The question is, how valuable is that homogeneity in the real world?

Probably fairly significant: look at all the people doing server-side Javascript these days. Javascript isn't superlative at anything, and its library support for server-side code isn't that great at all, but there's big gains to be had by using it.

Whenever anything goes wrong, you have to load the page up in Firebug,

Depends on what the "anything" is. I can't actually remember the last time I had to open up Firebug to see what's going wrong -- I've certainly been through phases where it was, but there's also plenty of times when it's not.

For example, if you generate your CSS from s-exps, then trouble with your CSS might only make you need to look at the "compiled" CSS for weird syntax issues (like IE6 tricks). If you just look at the page and decide you need an extra border, then you can add (:border 1) and be done with it. (Of course, if you process that to generate a whole set of CSS rules to serve to the client, then it's an even bigger win.)

Another way to think about it: on very rare occasions I've needed to pull out a packet sniffer and a disassembler when working on a modern web app. Yeah, it sucks, but with good libraries, it's also very uncommon. I wouldn't rather write low-level code all day just to avoid the impedance mismatch of switching to a packet sniffer on the rare occasion when I do need that level of information.

This assumes that you want to and can get to a level where you're writing (V)HLL code. Common Lisp can't beat C at being C, and if you're just trying to spit out a simple blog in HTML then you're not in the sweet spot there, either: Rails is really good at that kind of thing already. But there's plenty of experimental programming where being able to change one flag and run code on the client rather than the server is useful.

and then you'll be looking at the generated HTML, CSS, and Javascript, not the Lisp source, so you have to hold the mapping in your head. Does the homogeneity provided by Lisp really solve anything, or just wallpaper over the problem, which eventually pops up again downstream?
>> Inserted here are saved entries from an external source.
// SPDX-FileCopyrightText: 2026 Myemtee Contributors
// SPDX-License-Identifier: MIT OR Apache-2.0

//! Common types used across adapter traits and the Myemtee client.

use serde::{Deserialize, Deserializer, Serialize};
use strum::{Display, EnumString};

/// Health status reported by adapter health checks.
#[derive(Debug, Clone, PartialEq, Eq)]
pub enum HealthStatus {
    /// Adapter is fully operational.
    Healthy,
    /// Adapter is operational but experiencing issues.
    Degraded(String),
    /// Adapter is not operational.
    Unhealthy(String),
}

/// Identifies the type of adapter.
#[derive(
    Debug, Clone, Copy, PartialEq, Eq, Hash, Display, EnumString, Serialize, Deserialize,
)]
pub enum AdapterType {
    IdentityProvider,
    CredentialStore,
}

// --- Mood entries ---

/// Substances the user reported consuming since the previous entry.
#[derive(Debug, Clone, Copy, Default, PartialEq, Eq, Serialize, Deserialize)]
#[serde(default)]
pub struct ConsumedFlags {
    pub prescriptions: bool,
    pub caffeine: bool,
    pub marijuana: bool,
}

/// A mood/sleep/consumption record in its decrypted form.
#[derive(Debug, Clone, Default, PartialEq, Serialize, Deserialize)]
#[serde(rename_all = "camelCase")]
pub struct Entry {
    /// Owner claim stamped by the backend. Absent on entries that have not
    /// been stored yet.
    #[serde(default, skip_serializing_if = "Option::is_none")]
    pub user_id: Option<String>,
    #[serde(default, deserialize_with = "string_or_number")]
    pub feeling: String,
    #[serde(default, skip_serializing_if = "Option::is_none")]
    pub notes: Option<String>,
    #[serde(default, skip_serializing_if = "Option::is_none")]
    pub consumed: Option<ConsumedFlags>,
    #[serde(default, skip_serializing_if = "Option::is_none")]
    pub sleep_quality: Option<f64>,
    #[serde(default, skip_serializing_if = "Option::is_none")]
    pub sleep_duration: Option<f64>,
    pub timestamp: String,
    #[serde(default, skip_serializing_if = "Option::is_none")]
    pub local_date: Option<String>,
}

/// How the consumption record is carried on the wire.
///
/// Records written before client-side encryption store the flags inline.
#[derive(Debug, Clone, PartialEq, Serialize, Deserialize)]
#[serde(untagged)]
pub enum ConsumedRepresentation {
    Encrypted(String),
    Plain(ConsumedFlags),
}

/// An entry as it leaves or enters the client, sensitive fields sealed.
#[derive(Debug, Clone, Default, PartialEq, Serialize, Deserialize)]
#[serde(rename_all = "camelCase")]
pub struct WireEntry {
    #[serde(default, skip_serializing_if = "Option::is_none")]
    pub user_id: Option<String>,
    #[serde(default, deserialize_with = "string_or_number")]
    pub feeling: String,
    #[serde(default, skip_serializing_if = "Option::is_none")]
    pub notes: Option<String>,
    #[serde(default, skip_serializing_if = "Option::is_none")]
    pub consumed: Option<ConsumedRepresentation>,
    #[serde(default, skip_serializing_if = "Option::is_none")]
    pub sleep_quality: Option<f64>,
    #[serde(default, skip_serializing_if = "Option::is_none")]
    pub sleep_duration: Option<f64>,
    pub timestamp: String,
    #[serde(default, skip_serializing_if = "Option::is_none")]
    pub local_date: Option<String>,
}

/// One calendar day of raw feelings as returned by the history endpoint.
#[derive(Debug, Clone, PartialEq, Serialize, Deserialize)]
pub struct DayFeelings {
    pub date: String,
    #[serde(default)]
    pub feelings: Vec<String>,
}

/// Legacy rows stored the mood as a bare number.
fn string_or_number<'de, D>(deserializer: D) -> Result<String, D::Error>
where
    D: Deserializer<'de>,
{
    #[derive(Deserialize)]
    #[serde(untagged)]
    enum Raw {
        Text(String),
        Number(serde_json::Number),
        Null(()),
    }

    Ok(match Raw::deserialize(deserializer)? {
        Raw::Text(s) => s,
        Raw::Number(n) => n.to_string(),
        Raw::Null(()) => String::new(),
    })
}

// --- Identity provider ---

/// Tokens issued by the identity provider.
///
/// A refresh exchange does not return a new refresh token, so it is optional.
#[derive(Clone, PartialEq, Eq, Serialize, Deserialize)]
pub struct AuthTokens {
    pub access_token: String,
    pub id_token: String,
    pub refresh_token: Option<String>,
}

impl std::fmt::Debug for AuthTokens {
    fn fmt(&self, f: &mut std::fmt::Formatter<'_>) -> std::fmt::Result {
        f.debug_struct("AuthTokens")
            .field("access_token", &"[REDACTED]")
            .field("id_token", &"[REDACTED]")
            .field(
                "refresh_token",
                &self.refresh_token.as_ref().map(|_| "[REDACTED]"),
            )
            .finish()
    }
}

/// Device identifiers handed out when the provider starts tracking a new device.
#[derive(Debug, Clone, PartialEq, Eq, Serialize, Deserialize)]
#[serde(rename_all = "camelCase")]
pub struct NewDeviceMetadata {
    pub device_key: String,
    pub device_group_key: String,
}

/// Provider state needed to answer an MFA challenge.
#[derive(Clone, PartialEq, Eq, Serialize, Deserialize)]
pub struct MfaChallenge {
    pub username: String,
    /// Challenge name as reported by the provider (e.g. `SOFTWARE_TOKEN_MFA`).
    pub challenge_name: String,
    /// Opaque provider session, valid for a few minutes.
    pub session: String,
}

impl std::fmt::Debug for MfaChallenge {
    fn fmt(&self, f: &mut std::fmt::Formatter<'_>) -> std::fmt::Result {
        f.debug_struct("MfaChallenge")
            .field("username", &self.username)
            .field("challenge_name", &self.challenge_name)
            .field("session", &"[REDACTED]")
            .finish()
    }
}

/// Result of a password or MFA exchange.
#[derive(Debug, Clone, PartialEq, Eq)]
pub enum AuthResponse {
    Authenticated {
        tokens: AuthTokens,
        new_device: Option<NewDeviceMetadata>,
    },
    MfaRequired(MfaChallenge),
}

/// Where a confirmation code was sent.
#[derive(Debug, Clone, Default, PartialEq, Eq, Serialize, Deserialize)]
pub struct CodeDelivery {
    pub destination: Option<String>,
    pub medium: Option<String>,
}

/// Outcome of a sign-up request.
#[derive(Debug, Clone, PartialEq, Eq)]
pub struct SignUpResult {
    pub user_sub: String,
    pub confirmed: bool,
    pub code_delivery: Option<CodeDelivery>,
}

/// Profile claims returned by the provider for the current user.
#[derive(Debug, Clone, Default, PartialEq, Eq, Serialize, Deserialize)]
pub struct UserInfo {
    pub username: String,
    pub sub: Option<String>,
    pub email: Option<String>,
    pub name: Option<String>,
    pub picture: Option<String>,
    #[serde(default)]
    pub email_verified: bool,
}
I've written all-Lisp and all-Javascript web apps, and I think the best answer I can give right now is: it could. I've used Parenscript, and the major problem is that Parenscript is a Lisp-y language but it's not Common Lisp, nor is it any other complete language you can use on the server side. (If there was a Common Lisp to Javascript compiler, like GWT is for Java, then it'd be great. I don't see anyone seriously trying to make one, though.) So you've still got, as you observe, two languages.

Javascript is a bit better today, in this regard, because you can run exactly the same code in both places. It's not quite ideal because your server-side Javascript probably has features that you can't guarantee will exist on the client-side (unless you limit your users to, say, recent versions of Firefox). If you're like me, you don't want to limit your server code to JS that happens to run in every browser, so your server-side JS and client-side JS will be subtlety different. It's not a dealbreaker -- it's still pretty nice -- but it's still 2 slightly different languages.

I think it would be pretty cool if there was a program that could take code written in the latest Javascript (1.8.5), and generated old-school Javascript that ran in any browser. I don't think that such a program exists, but I don't know how difficult it'd be.

There are Scheme implementations for Javascript, and so maybe the situation with Scheme is better. I should probably look into that one of these days.

I'm often frustrated when having to use a server-side language that's completely different from my client-side language (Javascript). But then I'm also frustrated when I have to use a language that is lower-level than Lisp (which is most of them). Is it a bigger win to be more Lisp-like, or more Javascript-like? I don't know. I wish I didn't have to choose.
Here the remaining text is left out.